• **TRY IT**: Taking the listing below line by line, tally those that contain the string "TagsConfig". Give the total alone.

• **DATA SHOWN**:

◆ ◆ ◆ ◆

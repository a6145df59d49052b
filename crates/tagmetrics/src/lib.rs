//! Top-level facade crate for tagmetrics.
//!
//! Re-exports the core registry/instruments and the binding library so users
//! can depend on a single crate.

pub mod core {
    pub use tagmetrics_core::*;
}

pub mod binding {
    pub use tagmetrics_binding::*;
}

pub use tagmetrics_binding::{
    bind, metric_schema, BindReport, Counter, DuplicatePolicy, Error, Gauge, Histogram, Meter,
    MetricSchema, MetricTags, Registry, Result, StatsKind, TagsConfig, Timer,
};
//! Registry collision policy and JSON snapshots.

#![allow(clippy::unwrap_used)]
#![allow(clippy::expect_used)]
#![allow(clippy::panic)]

use std::sync::Arc;
use std::time::Duration;

use serde_json::Value;
use tagmetrics_core::{Counter, Gauge, Metric, Registry, Timer};

fn parse(reg: &Registry) -> Value {
    serde_json::from_slice(&reg.snapshot()).expect("snapshot must be valid json")
}

#[test]
fn register_overwrites_and_returns_previous() {
    let reg = Registry::new();
    let first = Counter::new();
    let second = Counter::new();
    assert!(reg.register("requests", first.clone()).is_none());

    let prev = reg.register("requests", second.clone()).expect("previous binding");
    match prev {
        Metric::Counter(c) => assert!(c.same_as(&first)),
        other => panic!("unexpected {other:?}"),
    }
    match reg.get("requests").unwrap() {
        Metric::Counter(c) => assert!(c.same_as(&second)),
        other => panic!("unexpected {other:?}"),
    }
    assert_eq!(reg.len(), 1);
}

#[test]
fn try_register_rejects_duplicates() {
    let reg = Registry::new();
    reg.try_register("latency", Timer::new()).unwrap();
    let err = reg.try_register("latency", Counter::new()).expect_err("must reject");
    assert_eq!(err.code(), "DUPLICATE_METRIC");
    assert!(matches!(reg.get("latency"), Some(Metric::Timer(_))));
}

#[test]
fn names_are_sorted_and_unregister_removes() {
    let reg = Registry::new();
    reg.register("b", Counter::new());
    reg.register("a", Gauge::new());
    reg.register("c", Counter::new());
    assert_eq!(reg.names(), vec!["a", "b", "c"]);

    assert!(reg.unregister("b").is_some());
    assert!(!reg.contains("b"));
    assert_eq!(reg.len(), 2);
}

#[test]
fn get_or_register_reuses_existing_gauge() {
    let reg = Registry::new();
    let g = reg.get_or_register_gauge("queue.depth");
    g.update(7);
    assert_eq!(reg.get_or_register_gauge("queue.depth").value(), 7);

    reg.register("busy", Counter::new());
    let detached = reg.get_or_register_gauge("busy");
    detached.update(1);
    assert!(matches!(reg.get("busy"), Some(Metric::Counter(_))));
}

#[test]
fn snapshot_reflects_updates() {
    let reg = Registry::new();
    let c = Counter::new();
    let t = Timer::new();
    reg.register("hits", c.clone());
    reg.register("latency", t.clone());

    c.inc(1);
    c.inc(2);
    t.update(Duration::from_millis(1));

    let j = parse(&reg);
    assert_eq!(j["hits"]["count"].as_i64(), Some(3));
    assert_eq!(j["latency"]["count"].as_u64(), Some(1));
    assert_eq!(j["latency"]["max"].as_i64(), Some(1_000_000));
}

#[test]
fn empty_registry_snapshot_is_empty_object() {
    let reg = Registry::new();
    assert!(reg.is_empty());
    assert_eq!(parse(&reg), serde_json::json!({}));
}

#[test]
fn shared_default_is_a_single_instance() {
    let a = Registry::shared_default();
    let b = Registry::shared_default();
    assert!(Arc::ptr_eq(&a, &b));
}
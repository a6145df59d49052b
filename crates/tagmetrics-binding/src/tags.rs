//! `MetricTags`: binds a schema on construction and owns the sampling loop.
//!
//! Lifecycle is `Idle -> Running -> Stopped`; `Stopped` is terminal.

use std::sync::Arc;
use std::time::Duration;

use bytes::Bytes;
use tagmetrics_core::error::{Error, Result};
use tagmetrics_core::Registry;
use tokio::sync::oneshot;
use tokio::task::JoinHandle;

use crate::binder::{bind_with_policy, BindReport, DuplicatePolicy};
use crate::config::{duration_ms, TagsConfig};
use crate::sampler::{self, Cadence, FlushFn};
use crate::schema::MetricSchema;

/// How often CPU stats are sampled unless overridden. Each sample refreshes
/// the process entry, cheap but not free.
pub const DEFAULT_STATS_CPU_INTERVAL: Duration = Duration::from_secs(60);
/// How often memory stats are sampled unless overridden.
pub const DEFAULT_STATS_MEM_INTERVAL: Duration = Duration::from_secs(5 * 60);

enum LoopState {
    Idle,
    Running {
        stop_tx: oneshot::Sender<()>,
        task: JoinHandle<()>,
    },
    Stopped,
}

pub struct MetricTags {
    registry: Arc<Registry>,
    flush: FlushFn,
    flush_interval: Duration,
    separator: String,
    report: BindReport,
    state: LoopState,
    /// CPU stats sampling interval. Set before [`MetricTags::start`].
    pub stats_cpu_interval: Duration,
    /// Memory stats sampling interval. Set before [`MetricTags::start`].
    pub stats_mem_interval: Duration,
}

impl MetricTags {
    /// Bind `schema` into `registry` (last write wins on name collisions) and
    /// return an idle handle. `flush` runs every `flush_interval` once started.
    pub fn new<S, F>(
        schema: &mut S,
        flush: F,
        flush_interval: Duration,
        registry: Arc<Registry>,
        separator: &str,
    ) -> Self
    where
        S: MetricSchema,
        F: Fn() + Send + Sync + 'static,
    {
        Self::bind_new(schema, Arc::new(flush), flush_interval, registry, separator, DuplicatePolicy::Overwrite)
    }

    /// Like [`MetricTags::new`], with separator, intervals and collision policy
    /// taken from a validated config.
    pub fn from_config<S, F>(schema: &mut S, flush: F, cfg: &TagsConfig, registry: Arc<Registry>) -> Self
    where
        S: MetricSchema,
        F: Fn() + Send + Sync + 'static,
    {
        let mut tags = Self::bind_new(
            schema,
            Arc::new(flush),
            cfg.flush_interval(),
            registry,
            &cfg.separator,
            cfg.duplicate_policy,
        );
        tags.stats_cpu_interval = cfg.stats.cpu_interval();
        tags.stats_mem_interval = cfg.stats.mem_interval();
        tags
    }

    fn bind_new<S: MetricSchema>(
        schema: &mut S,
        flush: FlushFn,
        flush_interval: Duration,
        registry: Arc<Registry>,
        separator: &str,
        policy: DuplicatePolicy,
    ) -> Self {
        let report = bind_with_policy(schema, "", separator, &registry, policy);
        Self {
            registry,
            flush,
            flush_interval,
            separator: separator.to_string(),
            report,
            state: LoopState::Idle,
            stats_cpu_interval: DEFAULT_STATS_CPU_INTERVAL,
            stats_mem_interval: DEFAULT_STATS_MEM_INTERVAL,
        }
    }

    /// Register the runtime stats instruments and spawn the sampling loop on
    /// the current tokio runtime.
    pub fn start(&mut self) -> Result<()> {
        if !matches!(self.state, LoopState::Idle) {
            return Err(Error::AlreadyStarted);
        }
        let cadence = Cadence {
            flush: self.flush_interval,
            cpu: self.stats_cpu_interval,
            mem: self.stats_mem_interval,
        };
        if cadence.flush.is_zero() || cadence.cpu.is_zero() || cadence.mem.is_zero() {
            return Err(Error::Config("sampling intervals must be non-zero".into()));
        }
        let rt = tokio::runtime::Handle::try_current()
            .map_err(|e| Error::Internal(format!("no tokio runtime: {e}")))?;

        self.registry.register_runtime_stats();

        let (stop_tx, stop_rx) = oneshot::channel();
        let task = rt.spawn(sampler::run(
            Arc::clone(&self.registry),
            Arc::clone(&self.flush),
            cadence,
            stop_rx,
        ));
        self.state = LoopState::Running { stop_tx, task };

        tracing::info!(
            flush_ms = duration_ms(cadence.flush),
            cpu_ms = duration_ms(cadence.cpu),
            mem_ms = duration_ms(cadence.mem),
            "metrics sampling loop started"
        );
        Ok(())
    }

    /// Signal the loop to stop and wait until its final flush has completed.
    ///
    /// There is no timeout: a flush callback that never returns makes this
    /// never return either.
    pub async fn stop(&mut self) -> Result<()> {
        match std::mem::replace(&mut self.state, LoopState::Stopped) {
            LoopState::Running { stop_tx, task } => {
                let _ = stop_tx.send(());
                if let Err(e) = task.await {
                    tracing::warn!(error = %e, "metrics sampling loop ended abnormally");
                }
                tracing::info!("metrics sampling loop stopped");
                Ok(())
            }
            other => {
                self.state = other;
                Err(Error::NotRunning)
            }
        }
    }

    pub fn is_running(&self) -> bool {
        matches!(self.state, LoopState::Running { .. })
    }

    /// JSON snapshot of every instrument in the registry.
    pub fn snapshot(&self) -> Bytes {
        self.registry.snapshot()
    }

    pub fn registry(&self) -> &Arc<Registry> {
        &self.registry
    }

    pub fn bind_report(&self) -> &BindReport {
        &self.report
    }

    pub fn separator(&self) -> &str {
        &self.separator
    }

    pub fn flush_interval(&self) -> Duration {
        self.flush_interval
    }
}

◆ ◆ ◆ ◆

• **TASK RESPONSE**: 3